Of Daughters’ Names.

on names (2)

quote by Wasan Shire

…and give your daughters names that force people to ask questions, people who don’t know enough to ask yet, know enough to want to learn. Give your daughters names that teach others that names mean much more than a group of letters strung in syllables, that names have and are forces, that names have in them the power to make…and if possible, be life itself. Give your daughters names, not just any name, sexy names. My name is Sheilla Aishetu Nelson. [And I am my Father’s Daughter.]

– Aisha Nelson : 12th June 2015

*                *               *

Naa.

Which Mother sends one daughter a (swim suit kinda) bra, three strings of waist beads, big bottle of corn drink and a generous pounds of salted beef? Mine does. Naa Amanuah Ankrah is her name.

Many a time, it is the thought, the state of heart that matters most, and not the matter…

This too is…L.O.V.E. And I am my Mother’s daughter.

13th June 2015

*                *               *

Muse-ic. Love-of-a-kind. Lyre-ic.

I love music, especially, soulful, spiritual music.

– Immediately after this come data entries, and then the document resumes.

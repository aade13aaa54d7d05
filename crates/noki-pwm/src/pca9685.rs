//! PCA9685 适配器（Linux only）
//!
//! 通过 `/dev/i2c-*` 驱动 Adafruit 16 通道 PWM Servo HAT。
//!
//! # 脉宽映射
//!
//! 标准舵机约定：50Hz 刷新（20ms 周期），0°-180° 对应 500µs-2500µs
//! 高电平。PCA9685 每个周期分 4096 个计数，因此：
//!
//! ```text
//! counts = pulse_us * 4096 / 20000
//! ```

use crate::{PwmDeviceError, PwmDeviceErrorKind, PwmError, ServoDriver};
use linux_embedded_hal::I2cdev;
use pwm_pca9685::{Address, Channel, Pca9685};
use tracing::{debug, trace};

/// 默认 I2C 总线设备
pub const DEFAULT_I2C_BUS: &str = "/dev/i2c-1";

/// 默认 I2C 从机地址（Adafruit Servo HAT 出厂地址）
pub const DEFAULT_I2C_ADDRESS: u8 = 0x40;

/// 50Hz 舵机刷新率对应的预分频值
///
/// `25MHz / (4096 * 50Hz) - 1 ≈ 121`
const SERVO_PRESCALE: u8 = 121;

/// PWM 周期（微秒），50Hz
const PERIOD_US: f64 = 20_000.0;

/// 0° 对应的脉宽（微秒）
const PULSE_MIN_US: f64 = 500.0;

/// 180° 对应的脉宽（微秒）
const PULSE_MAX_US: f64 = 2_500.0;

/// PCA9685 舵机驱动
///
/// # Example
///
/// ```no_run
/// use noki_pwm::pca9685::Pca9685Driver;
///
/// let driver = Pca9685Driver::open("/dev/i2c-1", 0x40).unwrap();
/// ```
pub struct Pca9685Driver {
    pwm: Pca9685<I2cdev>,
}

impl Pca9685Driver {
    /// 打开并初始化 PCA9685
    ///
    /// 配置 50Hz 预分频并使能振荡器。
    ///
    /// # Errors
    /// - `PwmError::Device`: I2C 总线打开或芯片初始化失败
    pub fn open(bus: &str, address: u8) -> Result<Self, PwmError> {
        let dev = I2cdev::new(bus).map_err(|e| {
            PwmDeviceError::new(
                PwmDeviceErrorKind::NotFound,
                format!("Failed to open I2C bus '{}': {}", bus, e),
            )
        })?;

        let mut pwm = Pca9685::new(dev, Address::from(address)).map_err(backend_error)?;
        pwm.set_prescale(SERVO_PRESCALE).map_err(backend_error)?;
        pwm.enable().map_err(backend_error)?;

        debug!(
            "PCA9685 initialized: bus={}, address=0x{:02X}, prescale={}",
            bus, address, SERVO_PRESCALE
        );

        Ok(Self { pwm })
    }

    /// 使用默认总线和地址打开
    pub fn open_default() -> Result<Self, PwmError> {
        Self::open(DEFAULT_I2C_BUS, DEFAULT_I2C_ADDRESS)
    }
}

impl ServoDriver for Pca9685Driver {
    fn set_position(&mut self, channel: u8, angle_deg: f64) -> Result<(), PwmError> {
        let ch = pwm_channel(channel).ok_or(PwmError::ChannelOutOfRange(channel))?;
        let off = pulse_counts(angle_deg);

        trace!("PCA9685 write: channel={}, angle={:.2}°, off={}", channel, angle_deg, off);
        self.pwm.set_channel_on_off(ch, 0, off).map_err(backend_error)?;
        Ok(())
    }
}

/// 把 PCA9685 后端错误统一映射为结构化设备错误
fn backend_error<E: core::fmt::Debug>(e: pwm_pca9685::Error<E>) -> PwmError {
    PwmError::Device(PwmDeviceError::new(
        PwmDeviceErrorKind::Backend,
        format!("PCA9685: {:?}", e),
    ))
}

/// 通道号 → PCA9685 通道枚举
fn pwm_channel(channel: u8) -> Option<Channel> {
    let ch = match channel {
        0 => Channel::C0,
        1 => Channel::C1,
        2 => Channel::C2,
        3 => Channel::C3,
        4 => Channel::C4,
        5 => Channel::C5,
        6 => Channel::C6,
        7 => Channel::C7,
        8 => Channel::C8,
        9 => Channel::C9,
        10 => Channel::C10,
        11 => Channel::C11,
        12 => Channel::C12,
        13 => Channel::C13,
        14 => Channel::C14,
        15 => Channel::C15,
        _ => return None,
    };
    Some(ch)
}

/// 角度（度）→ OFF 计数
///
/// 角度超出 [0, 180] 时按端点截断（上层限位应该已经保证范围，
/// 这里只是保护脉宽不会超出舵机的机械标定）。
fn pulse_counts(angle_deg: f64) -> u16 {
    let angle = angle_deg.clamp(0.0, 180.0);
    let pulse_us = PULSE_MIN_US + (PULSE_MAX_US - PULSE_MIN_US) * angle / 180.0;
    (pulse_us * 4096.0 / PERIOD_US).round() as u16
}

#[cfg(test)]
mod tests {
    use super::*;

    #[test]
    fn test_pulse_counts_endpoints() {
        // 0° → 500µs → 102 counts
        assert_eq!(pulse_counts(0.0), 102);
        // 180° → 2500µs → 512 counts
        assert_eq!(pulse_counts(180.0), 512);
    }

    #[test]
    fn test_pulse_counts_midpoint() {
        // 90° → 1500µs → 307 counts
        assert_eq!(pulse_counts(90.0), 307);
    }

    #[test]
    fn test_pulse_counts_clamps_out_of_range() {
        assert_eq!(pulse_counts(-30.0), pulse_counts(0.0));
        assert_eq!(pulse_counts(270.0), pulse_counts(180.0));
    }

    #[test]
    fn test_pulse_counts_monotonic() {
        let mut last = 0;
        for deg in 0..=180 {
            let counts = pulse_counts(deg as f64);
            assert!(counts >= last, "counts must be monotonic in angle");
            last = counts;
        }
    }

    #[test]
    fn test_pwm_channel_range() {
        assert!(pwm_channel(0).is_some());
        assert!(pwm_channel(15).is_some());
        assert!(pwm_channel(16).is_none());
        assert!(pwm_channel(255).is_none());
    }
}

They say I’m an old soul. I’m still learning what that fully means. So the older the song and or its genre, the more dense (need not be steeped in figurative language) and the more it speaks of and to the issues of life and of living it, of this and other life-s, the easier and harder (pun not intended) it is for me to fall for that song. In fact, I can think of more than three songs that if I hear being played anytime! anywhere! my life HAS TO come to a stand-still until the playing is ended. That is, I just can’t (continue to) do anything sensible or productive…I can do nothing, apart from sitting or standing or lying still – depending on my posture as at when the song came – until it is gone and done with…

music

photo credit

Many times, the tone of the said song – whether serious or lighthearted, whether
sophisticated or suggestive, whether puerile or dead down-to-earth – does not matter:
the earnestness and genuineness of the voice – as in, NOT the voice of the singer/ musician but the LITERARY voice IN or OF song – is what matters most. To me. The instruments, melody, pauses, pitch and crescendos and all the other jargons are mere bonuses; they just have to be good enough or more, but most importantly, they do NOT have to get in the way of the words, not in any way. The words, the lyrics. They may be tickled or meaningfully! touched by the periphery-s, but they ought not to be scalded, scathed…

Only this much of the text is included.